> _REQUIRED WORK_
Copy out the lines of the listing from the one containing "not stored yet." onward, through the last, without altering any.

> _ENTRIES PROVIDED_
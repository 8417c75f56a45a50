//! Seed import with dedup against stored phrases.
//!
//! The existing-keys read and the bulk insert are separate steps with no lock
//! between them. Two imports running at once can both see a pair as missing;
//! the unique index on (german, russian) then rejects the second insert. Run it
//! at startup or from the CLI, not from concurrent request handlers.

use std::path::Path;

use chrono::{DateTime, Utc};
use phrase_core::{filter_new, NewPhrase, Phrase};

use crate::db::PhraseStore;
use crate::error::{ApiError, Result};
use crate::models::PhraseInput;

/// Seed set compiled into the binary.
pub const BUNDLED_SEED: &str = include_str!("../../data/initial-phrases.json");

/// Outcome of one import run.
#[derive(Debug, Default)]
pub struct ImportReport {
    pub imported: Vec<Phrase>,
    pub skipped: usize,
}

fn parse_seed(json: &str, source: &str) -> Result<Vec<PhraseInput>> {
    serde_json::from_str(json)
        .map_err(|e| ApiError::BadRequest(format!("invalid seed file {}: {}", source, e)))
}

/// Entries of the bundled seed set.
pub fn bundled_seed() -> Result<Vec<PhraseInput>> {
    parse_seed(BUNDLED_SEED, "initial-phrases.json")
}

/// Entries of a seed file in the same camelCase shape as the bundled one.
pub async fn load_seed_file(path: &Path) -> Result<Vec<PhraseInput>> {
    let json = tokio::fs::read_to_string(path).await.map_err(|e| {
        ApiError::BadRequest(format!("cannot read seed file {}: {}", path.display(), e))
    })?;
    parse_seed(&json, &path.display().to_string())
}

/// Fill defaults and validate every seed entry. One bad entry rejects the set.
pub fn seed_phrases(entries: Vec<PhraseInput>, now: DateTime<Utc>) -> Result<Vec<NewPhrase>> {
    entries
        .into_iter()
        .enumerate()
        .map(|(i, entry)| {
            entry
                .into_new_phrase(now)
                .map_err(|e| ApiError::BadRequest(format!("invalid seed phrase #{}: {}", i, e)))
        })
        .collect()
}

/// Insert the phrases whose (german, russian) pair is not stored yet.
///
/// Later duplicates inside `phrases` are dropped too. Nothing is written when
/// every pair already exists.
pub async fn smart_import(store: &dyn PhraseStore, phrases: Vec<NewPhrase>) -> Result<ImportReport> {
    let existing = store.existing_keys().await?;
    tracing::info!(existing = existing.len(), "Found stored phrases");

    let filtered = filter_new(phrases, &existing);
    if filtered.fresh.is_empty() {
        tracing::info!(skipped = filtered.skipped, "No new phrases to import");
        return Ok(ImportReport {
            imported: Vec::new(),
            skipped: filtered.skipped,
        });
    }

    tracing::info!(count = filtered.fresh.len(), "Importing new phrases");
    let imported = store.insert_many(&filtered.fresh).await?;
    tracing::info!(
        imported = imported.len(),
        skipped = filtered.skipped,
        "Import complete"
    );

    Ok(ImportReport {
        imported,
        skipped: filtered.skipped,
    })
}

/// Import the bundled seed set.
pub async fn import_bundled(store: &dyn PhraseStore) -> Result<ImportReport> {
    let phrases = seed_phrases(bundled_seed()?, Utc::now())?;
    smart_import(store, phrases).await
}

> _RESPONSE_
/// Insert the phrases whose (german, russian) pair is not stored yet.
///
/// Later duplicates inside `phrases` are dropped too. Nothing is written when
/// every pair already exists.
pub async fn smart_import(store: &dyn PhraseStore, phrases: Vec<NewPhrase>) -> Result<ImportReport> {
    let existing = store.existing_keys().await?;
    tracing::info!(existing = existing.len(), "Found stored phrases");

    let filtered = filter_new(phrases, &existing);
    if filtered.fresh.is_empty() {
        tracing::info!(skipped = filtered.skipped, "No new phrases to import");
        return Ok(ImportReport {
            imported: Vec::new(),
            skipped: filtered.skipped,
        });
    }

    tracing::info!(count = filtered.fresh.len(), "Importing new phrases");
    let imported = store.insert_many(&filtered.fresh).await?;
    tracing::info!(
        imported = imported.len(),
        skipped = filtered.skipped,
        "Import complete"
    );

    Ok(ImportReport {
        imported,
        skipped: filtered.skipped,
    })
}

/// Import the bundled seed set.
pub async fn import_bundled(store: &dyn PhraseStore) -> Result<ImportReport> {
    let phrases = seed_phrases(bundled_seed()?, Utc::now())?;
    smart_import(store, phrases).await
}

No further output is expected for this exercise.